News Notizie Italia Piazza Affari tiene nonostante rebus inflazione. Movimenti opposti di Generali e Poste post-conti, attesa per cda Tim

Piazza Affari tiene nonostante rebus inflazione. Movimenti opposti di Generali e Poste post-conti, attesa per cda Tim

Pubblicato 11 Novembre 2021 Aggiornato 19 Luglio 2022 17:30
Poco mossi i mercati all'indomani del report sull'inflazione Usa che ha segnato una nuova impennata dei prezzi alimentando così le pressioni sulla Fed per una stretta sui tassi prima del previsto. L'indice Ftse Mib dopo i primi minuti sale dello 0,06% a 27.580 punti.

La lettura dell'inflazione statunitense a +6,2%, ritmo di crescita più alto dal 1990, ha fornito nervosismo per i mercati statunitensi che hanno chiuso negativi con con VIX salito e Nasdaq che ha guidato le perdite. Di contro una buona notizia è arrivata dalla Cina con un altro pagamento da parte di Evergrande, con il gigante immobiliare cinese che è riuscito ancora una volta a evitare il default.
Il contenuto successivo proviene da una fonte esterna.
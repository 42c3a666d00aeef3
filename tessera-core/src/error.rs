// Error types for the Tessera runtime

use crate::HttpStatus;
use thiserror::Error;

/// Errors surfaced to handlers and to the server loop.
#[derive(Error, Debug)]
pub enum Error {
    #[error("Failed to read request body: {0}")]
    BodyRead(String),

    #[error("Deserialization error: {0}")]
    Deserialization(String),

    #[error("Session error: {0}")]
    Session(#[from] tessera_session::SessionError),

    #[error("Configuration error: {0}")]
    Config(String),

    #[error("IO error: {0}")]
    Io(#[from] std::io::Error),
}

impl Error {
    /// Get the HTTP status code for this error
    pub fn status_code(&self) -> u16 {
        self.http_status().code()
    }

    /// Get the HttpStatus enum for this error
    pub fn http_status(&self) -> HttpStatus {
        match self {
            Error::BodyRead(_) | Error::Deserialization(_) => HttpStatus::BadRequest,
            _ => HttpStatus::InternalServerError,
        }
    }

    /// Check if this is a client error (4xx)
    pub fn is_client_error(&self) -> bool {
        self.http_status().is_client_error()
    }

    /// Check if this is a server error (5xx)
    pub fn is_server_error(&self) -> bool {
        self.http_status().is_server_error()
    }
}

/// Programmer defects detected while binding handlers to routes.
///
/// None of these are transient: the fail-fast registration entry points
/// turn them into a panic.
#[derive(Error, Debug, Clone, PartialEq, Eq)]
pub enum RegistryError {
    #[error("route {route} is claimed by both '{existing}' and '{incoming}'")]
    RouteCollision {
        route: String,
        existing: String,
        incoming: String,
    },

    #[error("handler '{0}' was never registered")]
    Unregistered(String),

    #[error("handler name or path must not be empty")]
    EmptyName,
}

/// Why a single body item could not be applied.
///
/// These never abort a decode; they are logged and the item is skipped.
#[derive(Error, Debug, Clone, PartialEq, Eq)]
pub enum DecodeError {
    #[error("malformed path segment '{0}'")]
    MalformedSegment(String),

    #[error("no field '{0}'")]
    UnknownField(String),

    #[error("'{0}' is not a sequence")]
    NotASequence(String),

    #[error("field is not a value")]
    NotAssignable,

    #[error("cannot parse '{value}' as {expected}")]
    Unparseable { value: String, expected: &'static str },

    #[error("{tag} value does not fit the field")]
    Incompatible { tag: &'static str },

    #[error("sequences may grow by at most {0} elements per body")]
    GrowthLimit(usize),
}

#[cfg(test)]
mod tests {
    use super::*;

    #[test]
    fn test_status_mapping() {
        assert_eq!(Error::BodyRead("reset".into()).status_code(), 400);
        assert_eq!(Error::Deserialization("eof".into()).status_code(), 400);
        assert_eq!(Error::Config("port".into()).status_code(), 500);
        assert!(Error::BodyRead("reset".into()).is_client_error());
        assert!(Error::Config("port".into()).is_server_error());
    }

    #[test]
    fn test_collision_message_names_both_handlers() {
        let err = RegistryError::RouteCollision {
            route: "/pkg-show".into(),
            existing: "pkg.Show".into(),
            incoming: "pkg/Show".into(),
        };
        let msg = err.to_string();
        assert!(msg.contains("pkg.Show"));
        assert!(msg.contains("pkg/Show"));
        assert!(msg.contains("/pkg-show"));
    }
}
Tra i maggiori titoli di Piazza Affari si segnala in avvio il calo del 2,5% di Poste Italiane che ha riportato nel terzo trimestre un utile netto in crescita del 13,6% a 401 milioni e ricavi a 2,8 MLD (+7,3%). Il gruppo postale ha migliorato l'outlook e adesso prevede un utile netto 2021 a 1,3 mld. Male in avvio anche Interpump (-2,9%) e Telecom Italia che cede l'1,22% in area 0,33 euro. Oggi è atteso il cda di Telecom richiesto dal socio Vivendi per valutare una svolta nella strategia del gruppo tlc. Il board potrebbe anche trattare l'argomento rete unica dopo gli ultimi rumor che vedono il gruppo aperta a non detenere il controllo della società che nascerebbe dalla fusione tra rete TIM e Open Fiber.

In buon rialzo invece Generali (+1,47% a in area 19,30 euro) che nei primi 9 mesi 2021 ha riportato un utile netto in crescita del 74% a 2.250 milioni. A metà dicembre è atteso il nuovo piano.